The study has compared CO2-technology with HFC-technology for light commercial cooling applications, on the base of thermodynamic considerations and on a literature review. There are very few explanations for the claimed advantages of CO2-technology compared to the so-called baseline HFC-technology. However, a number of often non disclosed information, like the choice of the compressor, or of its motor, could have influenced considerably the energy efficiency in both 2 cases.
Basically, using data from optimized CO2-technology together with those from standard non-optimized HFC-technology cannot produce objective comparison results.
Indeed, for thermodynamical reasons, the CO2 cycle is intrinsically less efficient than classical cycles with standard refrigerants like HFCs. Such cycles have reasonable thermodynamic efficiencies, despite the fact that they were firstly price-optimized, so that they could be further energy optimized.
When trying to substitute this technology by the CO2 cycle it is definitely necessary to modify it further on, in order to be able to compete with the standard HFC cycle, so that optimizing CO2-systems only can achieve the same energy consumption than existent HFC-systems.

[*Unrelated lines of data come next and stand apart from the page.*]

use std::path::{Component, Path};

use crate::TransferError;

/// Checks that a path taken from a remote listing stays inside the local
/// download root.
///
/// Rejects empty and absolute paths, `..` segments and Windows prefixes.
pub fn validate_relative_path(relative: &str) -> Result<(), TransferError> {
    if relative.is_empty() {
        return Err(TransferError::InvalidPath("empty path".into()));
    }

    let path = Path::new(relative);
    if path.is_absolute() {
        return Err(TransferError::InvalidPath(format!(
            "absolute path not allowed: {relative}"
        )));
    }

    for component in path.components() {
        match component {
            Component::ParentDir => {
                return Err(TransferError::InvalidPath(format!(
                    "parent directory traversal not allowed: {relative}"
                )));
            }
            Component::Prefix(_) | Component::RootDir => {
                return Err(TransferError::InvalidPath(format!(
                    "absolute path not allowed: {relative}"
                )));
            }
            Component::CurDir | Component::Normal(_) => {}
        }
    }

    Ok(())
}
//! WebHDFS over HTTPS.
//!
//! Async HTTP client using `reqwest` with Bearer token authentication.

use std::time::Duration;

use lakestore_protocol::constants::{
    DEFAULT_API_VERSION, DEFAULT_URL_SUFFIX, HttpMethod, WEBHDFS_EXT_PREFIX, WEBHDFS_PREFIX,
};
use percent_encoding::{AsciiSet, NON_ALPHANUMERIC, utf8_percent_encode};
use reqwest::header::{AUTHORIZATION, CONTENT_TYPE, HeaderMap, HeaderValue};
use tracing::{debug, trace};

use crate::transport::BoxFuture;
use crate::{RestError, RestRequest, RestResponse, RestTransport};

/// Characters left as-is inside a path segment.
const SEGMENT: &AsciiSet = &NON_ALPHANUMERIC
    .remove(b'-')
    .remove(b'_')
    .remove(b'.')
    .remove(b'~');

/// Connection settings for [`HttpTransport`].
#[derive(Debug, Clone)]
pub struct HttpConfig {
    pub store_name: String,
    pub url_suffix: String,
    pub api_version: String,
    pub token: String,
    /// Per-request timeout; `None` leaves it to the OS.
    pub timeout: Option<Duration>,
}

impl HttpConfig {
    pub fn new(store_name: impl Into<String>, token: impl Into<String>) -> Self {
        Self {
            store_name: store_name.into(),
            url_suffix: DEFAULT_URL_SUFFIX.to_string(),
            api_version: DEFAULT_API_VERSION.to_string(),
            token: token.into(),
            timeout: None,
        }
    }
}

/// [`RestTransport`] backed by a real store endpoint.
pub struct HttpTransport {
    http: reqwest::Client,
    base_url: String,
    api_version: String,
    identity: String,
}

impl HttpTransport {
    pub fn new(config: HttpConfig) -> Result<Self, RestError> {
        if config.store_name.is_empty() {
            return Err(RestError::Config("store name must not be empty".into()));
        }

        let mut headers = HeaderMap::new();
        headers.insert(
            AUTHORIZATION,
            HeaderValue::from_str(&format!("Bearer {}", config.token))
                .map_err(|_| RestError::Config("token is not a valid header value".into()))?,
        );

        let mut builder = reqwest::Client::builder().default_headers(headers);
        if let Some(timeout) = config.timeout {
            builder = builder.timeout(timeout);
        }
        let http = builder
            .build()
            .map_err(|e| RestError::Config(e.to_string()))?;

        Ok(Self {
            http,
            base_url: format!("https://{}.{}", config.store_name, config.url_suffix),
            api_version: config.api_version,
            identity: config.store_name,
        })
    }

    /// Sets a custom base URL (for testing).
    #[cfg(test)]
    pub(crate) fn with_base_url(mut self, url: String) -> Self {
        self.base_url = url;
        self
    }

    fn url(&self, request: &RestRequest) -> String {
        let prefix = if request.op.is_extended() {
            WEBHDFS_EXT_PREFIX
        } else {
            WEBHDFS_PREFIX
        };
        let encoded = request
            .path
            .split('/')
            .filter(|s| !s.is_empty())
            .map(|s| utf8_percent_encode(s, SEGMENT).to_string())
            .collect::<Vec<_>>()
            .join("/");
        format!("{}/{prefix}{encoded}", self.base_url)
    }

    async fn send(&self, request: RestRequest) -> Result<RestResponse, RestError> {
        let url = self.url(&request);
        let method = match request.op.method() {
            HttpMethod::Get => reqwest::Method::GET,
            HttpMethod::Put => reqwest::Method::PUT,
            HttpMethod::Post => reqwest::Method::POST,
            HttpMethod::Delete => reqwest::Method::DELETE,
        };

        let mut query: Vec<(&str, &str)> = vec![
            ("op", request.op.as_str()),
            ("api-version", self.api_version.as_str()),
        ];
        query.extend(request.params.iter().map(|(k, v)| (k.as_str(), v.as_str())));

        trace!(op = %request.op, path = %request.path, bytes = request.body_len(), "sending request");

        let mut builder = self.http.request(method, &url).query(&query);
        if let Some(body) = request.body.clone() {
            let content_type = if request.op == lakestore_protocol::Operation::MsConcat {
                "application/json"
            } else {
                "application/octet-stream"
            };
            builder = builder.header(CONTENT_TYPE, content_type).body(body);
        }

        let resp = builder.send().await.map_err(map_reqwest)?;
        let status = resp.status();
        let body = resp.bytes().await.map_err(map_reqwest)?.to_vec();

        if !status.is_success() {
            debug!(
                op = %request.op,
                path = %request.path,
                status = status.as_u16(),
                "request failed"
            );
            return Err(RestError::from_response(
                &request.path,
                status.as_u16(),
                &body,
            ));
        }

        Ok(RestResponse::new(status.as_u16(), body))
    }
}

fn map_reqwest(e: reqwest::Error) -> RestError {
    if e.is_timeout() {
        RestError::Timeout
    } else {
        RestError::Transport(e.to_string())
    }
}

impl RestTransport for HttpTransport {
    fn call(&self, request: RestRequest) -> BoxFuture<'_, Result<RestResponse, RestError>> {
        Box::pin(self.send(request))
    }

    fn identity(&self) -> &str {
        &self.identity
    }
}
//! Local to remote sessions.

use std::collections::BTreeMap;
use std::path::{Path, PathBuf};
use std::sync::Arc;

use lakestore_store::{FileSystem, LakePath};
use tracing::{debug, info};

use crate::client::{ClientConfig, ProgressFn, SessionInfo, TransferClient};
use crate::persist::{TransferStore, session_hash};
use crate::scan::{LocalFile, scan_local};
use crate::{Direction, SessionSnapshot, TransferError};

/// Settings shared by [`Uploader`] and [`Downloader`](crate::Downloader).
#[derive(Clone)]
pub struct TransferOptions {
    pub client: ClientConfig,
    /// Start a monitored run as soon as the session is set up.
    pub run: bool,
    /// Directory holding saved sessions; the session is saved after every
    /// run when set.
    pub persist_dir: Option<PathBuf>,
    pub progress: Option<ProgressFn>,
}

impl Default for TransferOptions {
    fn default() -> Self {
        Self {
            client: ClientConfig::default(),
            run: true,
            persist_dir: None,
            progress: None,
        }
    }
}

impl TransferOptions {
    pub(crate) fn attach(&self, client: &TransferClient) {
        client.set_progress(self.progress.clone());
        client.set_store(
            self.persist_dir
                .as_deref()
                .map(|dir| TransferStore::for_direction(dir, client.direction())),
        );
    }
}

/// Uploads a local file, directory tree or glob below a remote path.
pub struct Uploader {
    client: TransferClient,
}

impl Uploader {
    /// Resolves `lpath` into file pairs under `rpath` and submits them.
    ///
    /// A single local file goes to `rpath` itself, or into it when `rpath`
    /// is an existing directory. Fails with [`TransferError::FileExists`]
    /// before submitting anything if a destination exists and overwrite is
    /// off.
    pub async fn new(
        fs: Arc<FileSystem>,
        lpath: &str,
        rpath: &LakePath,
        options: TransferOptions,
    ) -> Result<Self, TransferError> {
        let source = lpath.to_string();
        let scan = tokio::task::spawn_blocking(move || scan_local(&source))
            .await
            .map_err(std::io::Error::other)??;
        if scan.files.is_empty() {
            return Err(TransferError::NoFiles);
        }

        let pairs: Vec<(&LocalFile, LakePath)> = if scan.single_file {
            let file = &scan.files[0];
            let into_dir = fs.exists(rpath, true).await? && fs.info(rpath, false).await?.is_dir();
            let dst = if into_dir {
                rpath.join(&file.relative)
            } else {
                rpath.clone()
            };
            vec![(file, dst)]
        } else {
            scan.files
                .iter()
                .map(|f| (f, rpath.join(&f.relative)))
                .collect()
        };

        if !options.client.overwrite {
            let mut existing = Vec::new();
            for (_, dst) in &pairs {
                if fs.exists(dst, false).await? {
                    existing.push(dst.as_posix());
                }
            }
            if !existing.is_empty() {
                return Err(TransferError::FileExists(existing));
            }
        }

        let config = options.client.clone();
        let session = SessionInfo {
            hash: session_hash(
                fs.identity(),
                lpath,
                &rpath.as_posix(),
                config.chunk_size,
                config.block_size,
            ),
            source: lpath.to_string(),
            destination: rpath.as_posix(),
            unique: String::new(),
            empty_dirs: scan.empty_dirs.clone(),
        };
        let client = TransferClient::new(fs, Direction::Upload, config, session);
        options.attach(&client);
        for (file, dst) in &pairs {
            client.submit(file.path.to_string_lossy(), dst.as_str(), file.size);
        }
        info!(
            source = lpath,
            destination = %rpath,
            files = pairs.len(),
            hash = client.hash(),
            "prepared upload"
        );

        let uploader = Self { client };
        if options.run {
            uploader.run(None, true).await?;
        }
        Ok(uploader)
    }

    /// Rebuilds an upload from a saved session.
    pub async fn resume(
        fs: Arc<FileSystem>,
        snapshot: SessionSnapshot,
        options: TransferOptions,
    ) -> Result<Self, TransferError> {
        if snapshot.direction != Direction::Upload {
            return Err(TransferError::SessionMismatch(format!(
                "{} is a {} session",
                snapshot.hash,
                snapshot.direction.as_str()
            )));
        }
        let client = TransferClient::from_snapshot(fs, snapshot, options.client.clone());
        options.attach(&client);
        let uploader = Self { client };
        if options.run {
            uploader.run(None, true).await?;
        }
        Ok(uploader)
    }

    /// Creates the empty directories found locally, then runs the client.
    pub async fn run(&self, nthreads: Option<usize>, monitor: bool) -> Result<(), TransferError> {
        let session = self.client.session();
        let root = LakePath::new(&session.destination).globless_prefix();
        for dir in &session.empty_dirs {
            let path = root.join(dir);
            debug!(path = %path, "creating empty directory");
            self.client.filesystem().mkdir(&path).await?;
        }
        self.client.run(nthreads, monitor, None).await
    }

    pub fn client(&self) -> &TransferClient {
        &self.client
    }

    pub fn hash(&self) -> &str {
        self.client.hash()
    }

    pub fn successful(&self) -> bool {
        self.client.successful()
    }

    pub fn save(&self, keep: bool) -> Result<(), TransferError> {
        self.client.save(keep)
    }

    /// Saved upload sessions in `dir`.
    pub fn load(dir: &Path) -> Result<BTreeMap<String, SessionSnapshot>, TransferError> {
        TransferStore::for_direction(dir, Direction::Upload).load()
    }

    pub fn clear_saved(dir: &Path) -> Result<(), TransferError> {
        TransferStore::for_direction(dir, Direction::Upload).clear()
    }
}

#[cfg(test)]
mod tests {
    use super::*;
    use std::fs;
    use std::time::Duration;

    use lakestore_protocol::Operation;
    use lakestore_rest::{Fault, MemoryTransport};
    use lakestore_store::RetryPolicy;
    use tempfile::TempDir;

    fn setup() -> (Arc<MemoryTransport>, Arc<FileSystem>) {
        let t = Arc::new(MemoryTransport::new());
        let fs = FileSystem::new(t.clone()).with_retry(RetryPolicy {
            max_retries: 2,
            initial_delay: Duration::from_millis(1),
            backoff_factor: 2.0,
        });
        (t, Arc::new(fs))
    }

    fn options() -> TransferOptions {
        TransferOptions {
            client: ClientConfig {
                chunk_size: 8,
                block_size: 4,
                nthreads: 4,
                ..ClientConfig::default()
            },
            ..TransferOptions::default()
        }
    }

    fn local_tree() -> TempDir {
        let dir = TempDir::new().unwrap();
        let root = dir.path().join("src");
        fs::create_dir_all(root.join("sub")).unwrap();
        fs::create_dir_all(root.join("empty")).unwrap();
        fs::write(root.join("a.csv"), b"alpha,beta,gamma\n").unwrap();
        fs::write(root.join("sub").join("b.csv"), b"b\n").unwrap();
        dir
    }

    fn src(dir: &TempDir) -> String {
        dir.path().join("src").to_string_lossy().into_owned()
    }

    #[tokio::test]
    async fn uploads_directory_tree() {
        let (t, fs) = setup();
        let dir = local_tree();

        let up = Uploader::new(fs, &src(&dir), &LakePath::new("dst"), options())
            .await
            .unwrap();
        assert!(up.successful());
        assert_eq!(t.file("dst/a.csv").unwrap(), b"alpha,beta,gamma\n");
        assert_eq!(t.file("dst/sub/b.csv").unwrap(), b"b\n");
        assert!(t.is_dir("dst/empty"));
        assert_eq!(t.call_count(Operation::MsConcat), 1);
    }

    #[tokio::test]
    async fn single_file_goes_into_existing_directory() {
        let (t, fs) = setup();
        let dir = local_tree();
        t.mkdir("dst");
        let file = dir.path().join("src").join("sub").join("b.csv");

        Uploader::new(fs, &file.to_string_lossy(), &LakePath::new("dst"), options())
            .await
            .unwrap();
        assert_eq!(t.file("dst/b.csv").unwrap(), b"b\n");
    }

    #[tokio::test]
    async fn single_file_to_literal_path() {
        let (t, fs) = setup();
        let dir = local_tree();
        let file = dir.path().join("src").join("sub").join("b.csv");

        Uploader::new(fs, &file.to_string_lossy(), &LakePath::new("dst/renamed.csv"), options())
            .await
            .unwrap();
        assert_eq!(t.file("dst/renamed.csv").unwrap(), b"b\n");
    }

    #[tokio::test]
    async fn glob_keeps_paths_below_prefix() {
        let (t, fs) = setup();
        let dir = local_tree();
        let pattern = format!("{}/*/*.csv", src(&dir));

        Uploader::new(fs, &pattern, &LakePath::new("dst"), options())
            .await
            .unwrap();
        assert_eq!(t.file("dst/sub/b.csv").unwrap(), b"b\n");
        assert!(!t.exists("dst/a.csv"));
    }

    #[tokio::test]
    async fn existing_destination_aborts_before_any_transfer() {
        let (t, fs) = setup();
        let dir = local_tree();
        t.put_file("dst/sub/b.csv", b"old".to_vec());

        let err = Uploader::new(fs.clone(), &src(&dir), &LakePath::new("dst"), options())
            .await
            .err()
            .unwrap();
        assert!(matches!(err, TransferError::FileExists(ref v) if v == &["/dst/sub/b.csv".to_string()]));
        assert_eq!(t.call_count(Operation::Create), 0);
        assert!(!t.exists("dst/a.csv"));

        let mut opts = options();
        opts.client.overwrite = true;
        let up = Uploader::new(fs, &src(&dir), &LakePath::new("dst"), opts)
            .await
            .unwrap();
        assert!(up.successful());
        assert_eq!(t.file("dst/sub/b.csv").unwrap(), b"b\n");
    }

    #[tokio::test]
    async fn missing_or_empty_source() {
        let (_t, fs) = setup();
        let dir = TempDir::new().unwrap();

        let missing = dir.path().join("nope");
        let err = Uploader::new(fs.clone(), &missing.to_string_lossy(), &LakePath::new("dst"), options())
            .await
            .err()
            .unwrap();
        assert!(matches!(err, TransferError::NotFound(_)));

        fs::create_dir_all(dir.path().join("only_dirs").join("x")).unwrap();
        let only_dirs = dir.path().join("only_dirs");
        let err = Uploader::new(fs, &only_dirs.to_string_lossy(), &LakePath::new("dst"), options())
            .await
            .err()
            .unwrap();
        assert!(matches!(err, TransferError::NoFiles));
    }

    #[tokio::test]
    async fn failed_session_is_saved_and_resumed() {
        let (t, fs) = setup();
        let dir = local_tree();
        let state = TempDir::new().unwrap();
        t.fail_next(Operation::Create, Fault::PermissionDenied, 1);

        let mut opts = options();
        opts.client.nthreads = 1;
        opts.persist_dir = Some(state.path().to_path_buf());
        let up = Uploader::new(fs.clone(), &src(&dir), &LakePath::new("dst"), opts.clone())
            .await
            .unwrap();
        assert!(!up.successful());

        let saved = Uploader::load(state.path()).unwrap();
        let snapshot = saved.get(up.hash()).cloned().unwrap();
        assert!(!snapshot.is_finished());

        let resumed = Uploader::resume(fs, snapshot, opts).await.unwrap();
        assert!(resumed.successful());
        assert_eq!(t.file("dst/a.csv").unwrap(), b"alpha,beta,gamma\n");
        assert!(Uploader::load(state.path()).unwrap().is_empty());

        Uploader::clear_saved(state.path()).unwrap();
    }

    #[tokio::test]
    async fn resume_rejects_download_session() {
        let (_t, fs) = setup();
        let snapshot = SessionSnapshot {
            hash: "h".into(),
            direction: Direction::Download,
            source: "/r".into(),
            destination: "/l".into(),
            chunk_size: 8,
            block_size: 4,
            overwrite: false,
            unique: "u".into(),
            files: vec![],
            empty_dirs: vec![],
        };
        assert!(matches!(
            Uploader::resume(fs, snapshot, options()).await,
            Err(TransferError::SessionMismatch(_))
        ));
    }
}
use serde::{Deserialize, Serialize};

/// Which way a session moves data.
#[derive(Debug, Clone, Copy, PartialEq, Eq, Serialize, Deserialize)]
#[serde(rename_all = "lowercase")]
pub enum Direction {
    Upload,
    Download,
}

impl Direction {
    pub fn as_str(self) -> &'static str {
        match self {
            Direction::Upload => "upload",
            Direction::Download => "download",
        }
    }
}

#[derive(Debug, Clone, Copy, PartialEq, Eq, PartialOrd, Ord, Hash, Serialize, Deserialize)]
#[serde(rename_all = "lowercase")]
pub enum ChunkState {
    Pending,
    Running,
    Finished,
    Cancelled,
    Errored,
}

impl ChunkState {
    /// Whether a new run should pick this chunk up again.
    pub fn is_resumable(self) -> bool {
        !matches!(self, ChunkState::Finished)
    }
}

#[derive(Debug, Clone, Copy, PartialEq, Eq, PartialOrd, Ord, Hash, Serialize, Deserialize)]
#[serde(rename_all = "lowercase")]
pub enum FileState {
    Pending,
    Transferring,
    /// Segments are being concatenated (uploads) or the download is being
    /// moved into place.
    Merging,
    Finished,
    Cancelled,
    Errored,
}

impl FileState {
    pub fn is_active(self) -> bool {
        matches!(
            self,
            FileState::Pending | FileState::Transferring | FileState::Merging
        )
    }
}

/// One chunk of a file transfer.
#[derive(Debug, Clone, PartialEq, Eq, Serialize, Deserialize)]
pub struct ChunkRecord {
    /// Where this chunk is written: a remote segment (or the destination
    /// itself) for uploads, the local `.inprogress` file for downloads.
    pub name: String,
    /// Byte offset within the source file.
    pub offset: u64,
    /// Length of the chunk.
    pub expected: u64,
    /// Bytes of the chunk known to be in place.
    pub actual: u64,
    pub state: ChunkState,
    /// Failed attempts in the current run.
    #[serde(default)]
    pub attempts: u32,
    #[serde(default, skip_serializing_if = "Option::is_none")]
    pub error: Option<String>,
}

impl ChunkRecord {
    pub fn remaining(&self) -> u64 {
        self.expected.saturating_sub(self.actual)
    }
}

/// One source/destination pair and its chunks.
#[derive(Debug, Clone, PartialEq, Eq, Serialize, Deserialize)]
pub struct FileTransfer {
    pub source: String,
    pub destination: String,
    pub length: u64,
    pub state: FileState,
    pub chunks: Vec<ChunkRecord>,
    #[serde(default, skip_serializing_if = "Option::is_none")]
    pub error: Option<String>,
}

impl FileTransfer {
    pub fn all_chunks(&self, state: ChunkState) -> bool {
        !self.chunks.is_empty() && self.chunks.iter().all(|c| c.state == state)
    }

    pub fn any_chunk(&self, state: ChunkState) -> bool {
        self.chunks.iter().any(|c| c.state == state)
    }

    /// Bytes of finished chunks.
    pub fn finished_bytes(&self) -> u64 {
        self.chunks
            .iter()
            .filter(|c| c.state == ChunkState::Finished)
            .map(|c| c.expected)
            .sum()
    }
}

/// Everything needed to pick a session up in another process.
#[derive(Debug, Clone, PartialEq, Eq, Serialize, Deserialize)]
pub struct SessionSnapshot {
    pub hash: String,
    pub direction: Direction,
    /// Source path or pattern as given by the caller.
    pub source: String,
    /// Destination root as given by the caller.
    pub destination: String,
    pub chunk_size: u64,
    pub block_size: u64,
    pub overwrite: bool,
    /// Suffix of upload segment directories.
    pub unique: String,
    pub files: Vec<FileTransfer>,
    /// Empty directories to recreate at the destination.
    #[serde(default)]
    pub empty_dirs: Vec<String>,
}

impl SessionSnapshot {
    pub fn is_finished(&self) -> bool {
        !self.files.is_empty() && self.files.iter().all(|f| f.state == FileState::Finished)
    }

    pub fn total_bytes(&self) -> u64 {
        self.files.iter().map(|f| f.length).sum()
    }

    pub fn finished_bytes(&self) -> u64 {
        self.files.iter().map(FileTransfer::finished_bytes).sum()
    }
}

/// Splits `[0, length)` into `(offset, len)` chunks of at most `chunk_size`.
///
/// An empty file still gets one zero-length chunk.
pub fn chunk_offsets(length: u64, chunk_size: u64) -> Vec<(u64, u64)> {
    let chunk_size = chunk_size.max(1);
    if length == 0 {
        return vec![(0, 0)];
    }
    (0..length)
        .step_by(chunk_size as usize)
        .map(|offset| (offset, chunk_size.min(length - offset)))
        .collect()
}

#[cfg(test)]
mod tests {
    use super::*;

    const MIB: u64 = 1024 * 1024;

    #[test]
    fn chunks_partition_the_file() {
        for length in [0u64, 1, 99, 100, 101, 250, 1000] {
            for chunk_size in [1u64, 7, 100, 4096] {
                let chunks = chunk_offsets(length, chunk_size);
                let mut next = 0;
                for &(offset, len) in &chunks {
                    assert_eq!(offset, next);
                    assert!(len <= chunk_size);
                    next += len;
                }
                assert_eq!(next, length);
                if length <= chunk_size {
                    assert_eq!(chunks.len(), 1);
                }
            }
        }
    }

    #[test]
    fn large_file_gets_three_chunks() {
        let chunks = chunk_offsets(600 * MIB, 256 * MIB);
        assert_eq!(
            chunks,
            [(0, 256 * MIB), (256 * MIB, 256 * MIB), (512 * MIB, 88 * MIB)]
        );
    }

    #[test]
    fn empty_file_gets_one_empty_chunk() {
        assert_eq!(chunk_offsets(0, 256 * MIB), [(0, 0)]);
    }

    #[test]
    fn chunk_state_serializes_lowercase() {
        assert_eq!(serde_json::to_string(&ChunkState::Errored).unwrap(), "\"errored\"");
        assert_eq!(serde_json::to_string(&FileState::Merging).unwrap(), "\"merging\"");
        assert_eq!(serde_json::to_string(&Direction::Download).unwrap(), "\"download\"");
    }

    #[test]
    fn chunk_record_defaults_missing_fields() {
        let raw = r#"{"name":"a","offset":0,"expected":5,"actual":2,"state":"pending"}"#;
        let chunk: ChunkRecord = serde_json::from_str(raw).unwrap();
        assert_eq!(chunk.attempts, 0);
        assert_eq!(chunk.error, None);
        assert_eq!(chunk.remaining(), 3);
    }

    #[test]
    fn file_state_helpers() {
        let file = FileTransfer {
            source: "s".into(),
            destination: "d".into(),
            length: 10,
            state: FileState::Transferring,
            chunks: vec![
                ChunkRecord {
                    name: "d_0".into(),
                    offset: 0,
                    expected: 6,
                    actual: 6,
                    state: ChunkState::Finished,
                    attempts: 0,
                    error: None,
                },
                ChunkRecord {
                    name: "d_6".into(),
                    offset: 6,
                    expected: 4,
                    actual: 1,
                    state: ChunkState::Pending,
                    attempts: 0,
                    error: None,
                },
            ],
            error: None,
        };
        assert!(!file.all_chunks(ChunkState::Finished));
        assert!(file.any_chunk(ChunkState::Pending));
        assert_eq!(file.finished_bytes(), 6);
        assert!(file.state.is_active());
    }
}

When those would be further energy-optimized they would therefore be largely more energy efficient than CO2-technology.
The only situations when CO2-systems can show a better efficiency are in heat pump applications where the high temperature from the compressor side can be utilized for certain heating tasks (like in heat pumps), but this is not the case in commercial cooling when heat is absorbed from a cold room and directly rejected to the ambient air.